Hay dos escritores, por encima de otros muchos, que han marcado el esfuerzo que realizo cada día para escribir. Uno, el primero, José Saramago. Otro, descubierto más tarde, Antonio Lobo Antunes. No hay una preferencia en esta prelación. Tan sólo una circunstancia temporal de descubrimiento. Su edad y la mía hicieron que leyera a Saramago en los años 80 del siglo pasado, mientras que a Lobo Antunes no lo descubrí hasta entrado ya el nuevo siglo.
Saramago puso ante mí El cerco de Lisboa. Así, todo seguido, contado como lo haría un cuentacuentos, un juglar, un trovador, un cómico de la legua. Los puntos y seguido, las comas, los puntos y aparte habían desaparecido, o eran sometidos al gobierno, al designio, del contador de historias. Pronto intenté escribir así, con mucho menos éxito, pero no con menos empeño.
Saramago era el narrador oral que escribía cuentos escuchados a la luz de la hoguera, de un viejo candil, construyendo utopías, distopías, horizontes que se cierran de pronto, pero que siempre terminan por abrirse hacia el futuro. Siempre salías reconfortado de aquella aventura de sumergirte en sus historias.
Sin embargo Lobo Antunes apareció ante mí en un momento en el que las utopías habían desaparecido y las distopías aún no habían desplegado toda su fuerza, su atracción, su capacidad de seducción. El mundo se fracturaba como muchas voces dispersas que flotan en el aire y que hablan de la tragedia de un mundo en caos. Sus novelas se convierten en despliegue de voces obsesivas, repetitivas, que se fragmentan, contradictorias, que vienen de dentro, de más allá de la conciencia.

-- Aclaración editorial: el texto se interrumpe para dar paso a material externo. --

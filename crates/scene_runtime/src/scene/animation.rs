//! Keyframe drivers
//!
//! A driver animates one channel (translation, rotation or scale) of one node. Its
//! `values` are flattened per keyframe: 3 floats for translation/scale, 4 for rotation
//! in `(x, y, z, w)` order. Playback loops with the period of the last keyframe time.

use crate::ecs::{Component, EntityId};
use crate::foundation::math::{utils, Quat, Quaternion, Transform, Vec3};
use crate::json::{JsonError, Object};

/// Driver construction and validation errors
#[derive(thiserror::Error, Debug)]
pub enum AnimationError {
    /// Channel other than translation/rotation/scale
    #[error("unknown driver channel: {0}")]
    UnknownChannel(String),

    /// Interpolation other than STEP/LINEAR/SLERP
    #[error("unknown interpolation mode: {0}")]
    UnknownInterpolation(String),

    /// Driver object had the wrong shape
    #[error("JSON error: {0}")]
    Json(#[from] JsonError),
}

/// Transform field a driver writes
#[derive(Debug, Clone, Copy, PartialEq, Eq, Hash)]
pub enum Channel {
    /// `Transform::translation`
    Translation,
    /// `Transform::rotation`
    Rotation,
    /// `Transform::scale`
    Scale,
}

impl Channel {
    /// Parse an s72 channel name
    pub fn parse(name: &str) -> Result<Self, AnimationError> {
        match name {
            "translation" => Ok(Self::Translation),
            "rotation" => Ok(Self::Rotation),
            "scale" => Ok(Self::Scale),
            other => Err(AnimationError::UnknownChannel(other.to_string())),
        }
    }

    /// Floats per keyframe sample
    pub const fn width(self) -> usize {
        match self {
            Self::Translation | Self::Scale => 3,
            Self::Rotation => 4,
        }
    }
}

/// How values between keyframes are produced
#[derive(Debug, Clone, Copy, PartialEq, Eq, Default)]
pub enum Interpolation {
    /// Hold the earlier keyframe
    Step,
    /// Componentwise blend
    #[default]
    Linear,
    /// Spherical blend for rotations; behaves as `Linear` on vectors
    Slerp,
}

impl Interpolation {
    /// Parse an s72 interpolation name
    pub fn parse(name: &str) -> Result<Self, AnimationError> {
        match name {
            "STEP" => Ok(Self::Step),
            "LINEAR" => Ok(Self::Linear),
            "SLERP" => Ok(Self::Slerp),
            other => Err(AnimationError::UnknownInterpolation(other.to_string())),
        }
    }
}

/// Sampled channel value
#[derive(Debug, Clone, Copy, PartialEq)]
pub enum ChannelValue {
    /// Translation or scale
    Vector(Vec3),
    /// Rotation
    Rotation(Quat),
}

/// Keyframe track bound to one entity and one channel
#[derive(Debug, Clone, PartialEq)]
pub struct Driver {
    /// Name of the DRIVER object
    pub name: String,
    /// Entity whose transform is written
    pub entity_id: EntityId,
    /// Field written
    pub channel: Channel,
    /// Blend mode
    pub interpolation: Interpolation,
    /// Strictly increasing keyframe times in seconds
    pub times: Vec<f32>,
    /// Flattened samples, `times.len() * channel.width()` floats
    pub values: Vec<f32>,
}

impl Component for Driver {}

impl Driver {
    /// Read a DRIVER object targeting `entity_id`. `interpolation` defaults to LINEAR.
    pub fn from_json(obj: &Object, entity_id: EntityId) -> Result<Self, AnimationError> {
        let interpolation = match obj.get("interpolation") {
            Some(value) => Interpolation::parse(value.as_string()?)?,
            None => Interpolation::default(),
        };
        Ok(Self {
            name: obj.string("name")?.to_string(),
            entity_id,
            channel: Channel::parse(obj.string("channel")?)?,
            interpolation,
            times: obj.floats("times")?,
            values: obj.floats("values")?,
        })
    }

    /// Check times are non-empty and strictly increasing and that every keyframe
    /// has a complete sample
    pub fn validate(&self) -> Result<(), String> {
        if self.times.is_empty() {
            return Err("driver has no keyframes".to_string());
        }
        if let Some(pair) = self.times.windows(2).find(|w| w[1] <= w[0]) {
            return Err(format!("times not strictly increasing at {} -> {}", pair[0], pair[1]));
        }
        let expected = self.times.len() * self.channel.width();
        if self.values.len() != expected {
            return Err(format!(
                "expected {expected} values for {} keyframes, found {}",
                self.times.len(),
                self.values.len()
            ));
        }
        Ok(())
    }

    /// Keyframe pair around `elapsed` (looped) and the blend fraction between them
    pub fn bracket(&self, elapsed: f32) -> (usize, usize, f32) {
        let Some(&period) = self.times.last() else {
            return (0, 0, 0.0);
        };
        let t_mod = if period > 0.0 { elapsed.rem_euclid(period) } else { 0.0 };

        let upper = self.times.partition_point(|&t| t <= t_mod);
        if upper == 0 {
            return (0, 0, 0.0);
        }
        let lower = upper - 1;
        if upper >= self.times.len() {
            return (lower, lower, 0.0);
        }

        let span = self.times[upper] - self.times[lower];
        let t = if span > 0.0 {
            (t_mod - self.times[lower]) / span
        } else {
            0.0
        };
        (lower, upper, t)
    }

    /// Sample `key` as stored, except that rotations are normalized (zero ones become
    /// the identity)
    fn sample_at(&self, key: usize) -> Option<ChannelValue> {
        let width = self.channel.width();
        let v = self.values.get(key * width..(key + 1) * width)?;
        Some(match self.channel {
            Channel::Rotation => {
                ChannelValue::Rotation(utils::rotation_or_identity(Quaternion::new(v[3], v[0], v[1], v[2])))
            }
            Channel::Translation | Channel::Scale => ChannelValue::Vector(Vec3::new(v[0], v[1], v[2])),
        })
    }

    /// Value at `elapsed` seconds, or `None` when the samples are incomplete
    pub fn sample(&self, elapsed: f32) -> Option<ChannelValue> {
        let (lower, upper, t) = self.bracket(elapsed);
        let a = self.sample_at(lower)?;
        let b = self.sample_at(upper)?;
        Some(interpolate(self.interpolation, a, b, t))
    }

    /// Evaluate at `elapsed` and write the result into `transform`
    pub fn apply(&self, elapsed: f32, transform: &mut Transform) {
        match self.sample(elapsed) {
            Some(ChannelValue::Vector(v)) if self.channel == Channel::Translation => {
                transform.translation = v;
            }
            Some(ChannelValue::Vector(v)) => transform.scale = v,
            Some(ChannelValue::Rotation(q)) => transform.rotation = q,
            None => log::trace!("Driver {} has incomplete samples", self.name),
        }
    }
}

/// Blend two samples of the same channel
pub fn interpolate(mode: Interpolation, a: ChannelValue, b: ChannelValue, t: f32) -> ChannelValue {
    match (mode, a, b) {
        (Interpolation::Step, a, _) => a,
        (_, ChannelValue::Vector(a), ChannelValue::Vector(b)) => ChannelValue::Vector(a.lerp(&b, t)),
        (Interpolation::Linear, ChannelValue::Rotation(a), ChannelValue::Rotation(b)) => {
            ChannelValue::Rotation(utils::rotation_or_identity(Quaternion::from(
                a.coords * (1.0 - t) + b.coords * t,
            )))
        }
        (Interpolation::Slerp, ChannelValue::Rotation(a), ChannelValue::Rotation(b)) => {
            ChannelValue::Rotation(slerp(a, b, t))
        }
        (_, a, _) => a,
    }
}

/// Spherical interpolation with the dot product clamped to `[0, 1]`.
///
/// Rotations in opposite hemispheres are not flipped to the short arc. A zero angle
/// returns `a` unchanged.
pub fn slerp(a: Quat, b: Quat, t: f32) -> Quat {
    let cos_theta = a.coords.dot(&b.coords).clamp(0.0, 1.0);
    let angle = cos_theta.acos();
    if angle == 0.0 {
        return a;
    }
    let sin = angle.sin();
    let wa = ((1.0 - t) * angle).sin() / sin;
    let wb = (t * angle).sin() / sin;
    utils::rotation_or_identity(Quaternion::from(a.coords * wa + b.coords * wb))
}

#[cfg(test)]
mod tests {
    use super::*;
    use approx::assert_relative_eq;

    fn driver(channel: Channel, interpolation: Interpolation, times: &[f32], values: &[f32]) -> Driver {
        Driver {
            name: "d".to_string(),
            entity_id: 0,
            channel,
            interpolation,
            times: times.to_vec(),
            values: values.to_vec(),
        }
    }

    fn quat_about_z(angle: f32) -> Quat {
        Quat::from_axis_angle(&Vec3::z_axis(), angle)
    }

    #[test]
    fn test_bracket_finds_pair_and_fraction() {
        let d = driver(Channel::Scale, Interpolation::Linear, &[0.0, 1.0, 3.0], &[0.0; 9]);
        assert_eq!(d.bracket(0.5), (0, 1, 0.5));
        let (lower, upper, t) = d.bracket(2.0);
        assert_eq!((lower, upper), (1, 2));
        assert_relative_eq!(t, 0.5);
    }

    #[test]
    fn test_playback_wraps_by_last_time() {
        let d = driver(
            Channel::Translation,
            Interpolation::Linear,
            &[0.0, 1.0, 2.0],
            &[0.0, 0.0, 0.0, 2.0, 4.0, 6.0, 0.0, 0.0, 0.0],
        );
        let mut looped = Transform::default();
        let mut first = Transform::default();
        d.apply(2.5, &mut looped);
        d.apply(0.5, &mut first);
        assert_relative_eq!(looped.translation, first.translation);
        assert_relative_eq!(first.translation, Vec3::new(1.0, 2.0, 3.0));
    }

    #[test]
    fn test_constant_values_wrap_to_same_transform() {
        let d = driver(
            Channel::Rotation,
            Interpolation::Slerp,
            &[0.0, 1.0, 2.0],
            &[0.0f32, 0.0, 0.0, 1.0].repeat(3),
        );
        let mut a = Transform::default();
        let mut b = Transform::default();
        d.apply(2.5, &mut a);
        d.apply(0.5, &mut b);
        assert_eq!(a, b);
    }

    #[test]
    fn test_single_keyframe_holds_value() {
        let d = driver(Channel::Scale, Interpolation::Linear, &[0.0], &[2.0, 2.0, 2.0]);
        assert_eq!(d.sample(7.0), Some(ChannelValue::Vector(Vec3::repeat(2.0))));
    }

    #[test]
    fn test_rotation_samples_are_xyzw() {
        let d = driver(Channel::Rotation, Interpolation::Step, &[0.0, 1.0], &[0.0, 0.0, 1.0, 0.0, 0.0, 0.0, 0.0, 1.0]);
        let Some(ChannelValue::Rotation(q)) = d.sample(0.25) else {
            panic!("expected a rotation");
        };
        assert_relative_eq!(q.w, 0.0);
        assert_relative_eq!(q.k, 1.0);
    }

    #[test]
    fn test_zero_rotation_sample_is_identity() {
        let d = driver(Channel::Rotation, Interpolation::Step, &[0.0, 1.0], &[0.0f32; 8]);
        assert_eq!(d.sample(0.5), Some(ChannelValue::Rotation(Quat::identity())));

        let linear = driver(Channel::Rotation, Interpolation::Linear, &[0.0, 1.0], &[0.0f32; 8]);
        let mut transform = Transform::default();
        linear.apply(0.5, &mut transform);
        assert_eq!(transform.rotation, Quat::identity());
    }

    #[test]
    fn test_opposite_rotations_blend_linearly_to_identity() {
        // q and -q average to zero halfway
        let d = driver(
            Channel::Rotation,
            Interpolation::Linear,
            &[0.0, 1.0],
            &[0.0, 0.0, 1.0, 0.0, 0.0, 0.0, -1.0, 0.0],
        );
        assert_eq!(d.sample(0.5), Some(ChannelValue::Rotation(Quat::identity())));
    }

    #[test]
    fn test_slerp_endpoints() {
        let a = quat_about_z(0.2);
        let b = quat_about_z(1.4);
        assert_relative_eq!(slerp(a, b, 0.0), a, epsilon = 1e-6);
        assert_relative_eq!(slerp(a, b, 1.0), b, epsilon = 1e-6);
        assert_relative_eq!(slerp(a, b, 0.5), quat_about_z(0.8), epsilon = 1e-5);
    }

    #[test]
    fn test_slerp_identical_returns_a() {
        let a = quat_about_z(0.7);
        assert_eq!(slerp(a, a, 0.3), a);
    }

    #[test]
    fn test_step_holds_lower_sample() {
        let a = ChannelValue::Rotation(quat_about_z(0.0));
        let b = ChannelValue::Rotation(quat_about_z(1.0));
        for t in [0.0, 0.25, 0.5, 0.99] {
            assert_eq!(interpolate(Interpolation::Step, a, b, t), a);
        }
        let va = ChannelValue::Vector(Vec3::zeros());
        let vb = ChannelValue::Vector(Vec3::repeat(1.0));
        assert_eq!(interpolate(Interpolation::Step, va, vb, 0.75), va);
    }

    #[test]
    fn test_linear_vectors() {
        let a = ChannelValue::Vector(Vec3::zeros());
        let b = ChannelValue::Vector(Vec3::new(4.0, 0.0, -2.0));
        assert_eq!(
            interpolate(Interpolation::Linear, a, b, 0.25),
            ChannelValue::Vector(Vec3::new(1.0, 0.0, -0.5))
        );
    }

    #[test]
    fn test_validate() {
        let ok = driver(Channel::Scale, Interpolation::Linear, &[0.0, 1.0], &[1.0; 6]);
        assert!(ok.validate().is_ok());
        let unordered = driver(Channel::Scale, Interpolation::Linear, &[1.0, 1.0], &[1.0; 6]);
        assert!(unordered.validate().is_err());
        let short = driver(Channel::Rotation, Interpolation::Slerp, &[0.0, 1.0], &[1.0; 6]);
        assert!(short.validate().is_err());
    }

    #[test]
    fn test_incomplete_samples_leave_transform_alone() {
        let d = driver(Channel::Translation, Interpolation::Linear, &[0.0, 1.0], &[1.0, 1.0, 1.0]);
        let mut transform = Transform::default();
        d.apply(0.5, &mut transform);
        assert_eq!(transform, Transform::default());
    }

    #[test]
    fn test_parse_names() {
        assert_eq!(Channel::parse("rotation").unwrap(), Channel::Rotation);
        assert!(Channel::parse("color").is_err());
        assert_eq!(Interpolation::parse("SLERP").unwrap(), Interpolation::Slerp);
        assert!(Interpolation::parse("CUBIC").is_err());
    }
}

Ya no hay destino, la muerte está siempre presente, tal vez porque forma parte inquietante y obsesiva de la vida, la alegría se escapa, la compasión perdura. Leer a Lobo Antunes es dejarse llevar hacia una enfermedad de la cual sales convaleciente, tocado, inmerso en una vida que no es la que hubieras deseado, pero es la que es, vida desencadenada.
Ahora Saramago cumple 100 años y Lobo Antunes acaba de alcanzar los 80. Nunca se llevaron demasiado bien estos dos a los que elegí como maestros, aunque no lo supieran, o lo vayan a saber nunca. Nunca sabremos tampoco las profundas causas de su enfrentamiento.
Cuentan que, para los indios Pieles Rojas, la grandeza de un pueblo se mide por la grandeza de sus enemigos. Lo mismo pienso ahora que Saramago cumple 100 maravillosos y poderosos años, al tiempo que Lobo Antunes continúa regalándonos sus turbadoras y desconcertantes voces.
El hijo de campesinos alzado del suelo al Nobel de Literatura, frente al niño urbano, médico, psiquiatra, que acabó en la guerra de Angola y se lanzó a la escritura para conjurar tantas imágenes, tantas obsesiones, tanta humanidad despreciada.
Comunista el uno, anarquista el otro. Y, sin embargo, participes ambos de las mismas guerras coloniales, la misma dictadura salazarista y su corolario de miserias, torturas, terror. Compartiendo los dos las mismas convicciones democráticas y llegando por distintos caminos a la misma idea de una Iberia unida en su pluralidad y su diversidad.
Feliz cumpleaños José. Que cumplas muchos, Antonio.